**DATA FOR THIS TASK:**
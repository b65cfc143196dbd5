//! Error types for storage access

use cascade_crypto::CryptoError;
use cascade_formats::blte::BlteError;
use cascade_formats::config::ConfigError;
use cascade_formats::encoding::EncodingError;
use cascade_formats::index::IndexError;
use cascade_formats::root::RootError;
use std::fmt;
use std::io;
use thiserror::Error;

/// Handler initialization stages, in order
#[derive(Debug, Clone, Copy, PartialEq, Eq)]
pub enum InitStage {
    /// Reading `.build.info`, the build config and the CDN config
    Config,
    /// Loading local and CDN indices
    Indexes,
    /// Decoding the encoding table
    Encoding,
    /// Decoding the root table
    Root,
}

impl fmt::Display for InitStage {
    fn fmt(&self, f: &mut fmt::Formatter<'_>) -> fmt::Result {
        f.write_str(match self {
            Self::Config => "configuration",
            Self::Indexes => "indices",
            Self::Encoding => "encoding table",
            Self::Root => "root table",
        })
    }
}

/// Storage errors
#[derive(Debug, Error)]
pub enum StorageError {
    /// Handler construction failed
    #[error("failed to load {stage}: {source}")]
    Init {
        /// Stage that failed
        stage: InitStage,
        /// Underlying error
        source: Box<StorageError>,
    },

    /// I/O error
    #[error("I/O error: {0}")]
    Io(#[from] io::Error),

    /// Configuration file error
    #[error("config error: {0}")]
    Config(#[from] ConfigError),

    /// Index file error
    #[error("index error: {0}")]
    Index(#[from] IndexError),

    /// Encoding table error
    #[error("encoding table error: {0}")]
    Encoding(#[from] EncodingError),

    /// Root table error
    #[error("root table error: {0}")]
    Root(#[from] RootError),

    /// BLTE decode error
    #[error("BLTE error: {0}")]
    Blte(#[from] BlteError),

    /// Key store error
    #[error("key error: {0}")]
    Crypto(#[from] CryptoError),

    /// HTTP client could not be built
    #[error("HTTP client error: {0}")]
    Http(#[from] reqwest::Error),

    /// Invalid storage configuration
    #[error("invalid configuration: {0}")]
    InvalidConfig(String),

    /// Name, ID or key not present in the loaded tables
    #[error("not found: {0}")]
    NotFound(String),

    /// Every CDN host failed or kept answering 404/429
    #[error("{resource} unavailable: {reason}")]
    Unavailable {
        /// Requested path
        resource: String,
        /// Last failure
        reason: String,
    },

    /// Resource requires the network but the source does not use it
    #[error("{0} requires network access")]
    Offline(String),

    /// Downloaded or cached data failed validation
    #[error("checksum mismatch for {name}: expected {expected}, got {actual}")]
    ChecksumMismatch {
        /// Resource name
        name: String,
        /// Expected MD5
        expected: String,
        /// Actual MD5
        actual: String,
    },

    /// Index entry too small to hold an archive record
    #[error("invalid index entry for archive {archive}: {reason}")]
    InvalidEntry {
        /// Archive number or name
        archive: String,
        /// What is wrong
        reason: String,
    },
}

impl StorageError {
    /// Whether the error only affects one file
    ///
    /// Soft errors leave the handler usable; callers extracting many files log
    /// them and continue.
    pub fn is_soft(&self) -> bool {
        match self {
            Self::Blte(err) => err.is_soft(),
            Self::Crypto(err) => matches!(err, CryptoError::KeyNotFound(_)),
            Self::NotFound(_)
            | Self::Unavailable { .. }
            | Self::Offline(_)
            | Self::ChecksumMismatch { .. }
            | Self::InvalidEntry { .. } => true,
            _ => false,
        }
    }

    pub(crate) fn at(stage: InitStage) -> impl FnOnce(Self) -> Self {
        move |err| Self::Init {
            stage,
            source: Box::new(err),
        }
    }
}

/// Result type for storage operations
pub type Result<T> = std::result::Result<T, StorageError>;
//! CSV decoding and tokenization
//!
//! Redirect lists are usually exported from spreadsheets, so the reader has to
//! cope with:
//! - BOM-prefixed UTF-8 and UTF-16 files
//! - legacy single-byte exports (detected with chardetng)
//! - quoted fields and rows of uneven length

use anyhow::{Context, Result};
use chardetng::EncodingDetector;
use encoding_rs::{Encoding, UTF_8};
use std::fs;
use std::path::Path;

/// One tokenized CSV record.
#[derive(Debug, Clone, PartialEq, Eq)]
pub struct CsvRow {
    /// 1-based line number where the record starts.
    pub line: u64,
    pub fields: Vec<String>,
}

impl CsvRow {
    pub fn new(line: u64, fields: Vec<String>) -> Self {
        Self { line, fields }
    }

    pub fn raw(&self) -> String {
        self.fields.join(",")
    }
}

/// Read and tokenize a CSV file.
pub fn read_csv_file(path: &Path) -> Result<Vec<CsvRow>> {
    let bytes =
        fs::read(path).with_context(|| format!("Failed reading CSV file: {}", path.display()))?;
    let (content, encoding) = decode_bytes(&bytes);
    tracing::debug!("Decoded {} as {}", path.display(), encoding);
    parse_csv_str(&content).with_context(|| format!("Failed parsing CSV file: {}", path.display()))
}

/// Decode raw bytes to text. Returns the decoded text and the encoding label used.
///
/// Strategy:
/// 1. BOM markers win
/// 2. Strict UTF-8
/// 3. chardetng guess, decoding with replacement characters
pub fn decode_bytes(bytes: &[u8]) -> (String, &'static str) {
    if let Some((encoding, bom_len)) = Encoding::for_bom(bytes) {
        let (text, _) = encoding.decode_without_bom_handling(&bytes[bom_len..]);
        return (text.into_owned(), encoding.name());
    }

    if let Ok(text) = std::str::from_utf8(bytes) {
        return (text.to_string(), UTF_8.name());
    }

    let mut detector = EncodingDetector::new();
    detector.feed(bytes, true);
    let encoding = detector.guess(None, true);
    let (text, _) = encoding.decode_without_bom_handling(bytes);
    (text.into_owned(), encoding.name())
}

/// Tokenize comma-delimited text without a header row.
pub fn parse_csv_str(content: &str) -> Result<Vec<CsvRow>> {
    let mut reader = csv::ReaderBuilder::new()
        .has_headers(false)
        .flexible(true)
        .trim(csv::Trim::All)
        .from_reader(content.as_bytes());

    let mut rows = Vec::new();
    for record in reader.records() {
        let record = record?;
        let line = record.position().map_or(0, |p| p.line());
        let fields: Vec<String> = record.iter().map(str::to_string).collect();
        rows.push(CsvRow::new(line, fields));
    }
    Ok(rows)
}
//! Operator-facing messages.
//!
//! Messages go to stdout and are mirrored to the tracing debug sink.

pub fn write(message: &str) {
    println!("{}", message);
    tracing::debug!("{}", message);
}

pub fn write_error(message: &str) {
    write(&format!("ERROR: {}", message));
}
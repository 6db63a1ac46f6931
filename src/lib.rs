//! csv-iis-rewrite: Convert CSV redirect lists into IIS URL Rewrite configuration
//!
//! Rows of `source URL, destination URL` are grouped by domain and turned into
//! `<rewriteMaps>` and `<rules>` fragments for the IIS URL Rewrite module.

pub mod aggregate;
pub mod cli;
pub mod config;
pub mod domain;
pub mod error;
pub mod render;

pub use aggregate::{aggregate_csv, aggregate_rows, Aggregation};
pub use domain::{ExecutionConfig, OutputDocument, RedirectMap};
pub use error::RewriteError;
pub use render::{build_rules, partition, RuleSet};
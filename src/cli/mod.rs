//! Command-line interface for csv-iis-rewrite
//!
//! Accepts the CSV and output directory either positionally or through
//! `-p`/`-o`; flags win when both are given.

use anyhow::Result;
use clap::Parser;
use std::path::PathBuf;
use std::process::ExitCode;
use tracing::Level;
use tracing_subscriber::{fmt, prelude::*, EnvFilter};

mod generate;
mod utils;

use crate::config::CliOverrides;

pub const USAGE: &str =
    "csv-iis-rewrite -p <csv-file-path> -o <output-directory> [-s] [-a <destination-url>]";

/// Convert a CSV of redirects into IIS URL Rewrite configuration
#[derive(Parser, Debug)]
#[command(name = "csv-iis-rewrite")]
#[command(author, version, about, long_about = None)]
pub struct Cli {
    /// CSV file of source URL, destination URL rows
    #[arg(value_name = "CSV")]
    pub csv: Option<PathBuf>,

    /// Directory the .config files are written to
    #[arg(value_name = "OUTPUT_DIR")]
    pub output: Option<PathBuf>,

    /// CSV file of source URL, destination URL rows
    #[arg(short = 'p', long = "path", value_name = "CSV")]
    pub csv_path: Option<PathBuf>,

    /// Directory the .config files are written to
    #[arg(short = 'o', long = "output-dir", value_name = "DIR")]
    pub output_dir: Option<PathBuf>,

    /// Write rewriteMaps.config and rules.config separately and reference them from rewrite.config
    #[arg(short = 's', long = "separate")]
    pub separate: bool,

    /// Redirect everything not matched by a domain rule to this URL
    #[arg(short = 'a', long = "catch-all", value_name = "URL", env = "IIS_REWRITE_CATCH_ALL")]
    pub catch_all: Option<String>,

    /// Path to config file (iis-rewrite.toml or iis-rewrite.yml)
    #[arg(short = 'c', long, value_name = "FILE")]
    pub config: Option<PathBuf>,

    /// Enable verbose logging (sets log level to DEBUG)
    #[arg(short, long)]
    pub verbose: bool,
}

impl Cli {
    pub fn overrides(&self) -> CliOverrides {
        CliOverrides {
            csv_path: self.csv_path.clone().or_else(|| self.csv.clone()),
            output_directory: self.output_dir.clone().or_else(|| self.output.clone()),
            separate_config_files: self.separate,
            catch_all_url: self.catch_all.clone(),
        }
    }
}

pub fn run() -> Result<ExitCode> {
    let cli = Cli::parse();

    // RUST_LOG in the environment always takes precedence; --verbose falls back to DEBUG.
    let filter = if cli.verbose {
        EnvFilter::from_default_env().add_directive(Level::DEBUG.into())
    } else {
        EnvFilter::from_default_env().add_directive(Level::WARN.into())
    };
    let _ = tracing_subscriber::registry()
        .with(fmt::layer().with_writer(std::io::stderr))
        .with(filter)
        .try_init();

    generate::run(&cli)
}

**INSTRUCTIONS FOR THE TASK:** Lines of the material in which the word "record" occurs are to be copied out.

**YOUR SOLUTION:**
    /// Index entry too small to hold an archive record
/// One tokenized CSV record.
    /// 1-based line number where the record starts.
    for record in reader.records() {
        let record = record?;
        let line = record.position().map_or(0, |p| p.line());
        let fields: Vec<String> = record.iter().map(str::to_string).collect();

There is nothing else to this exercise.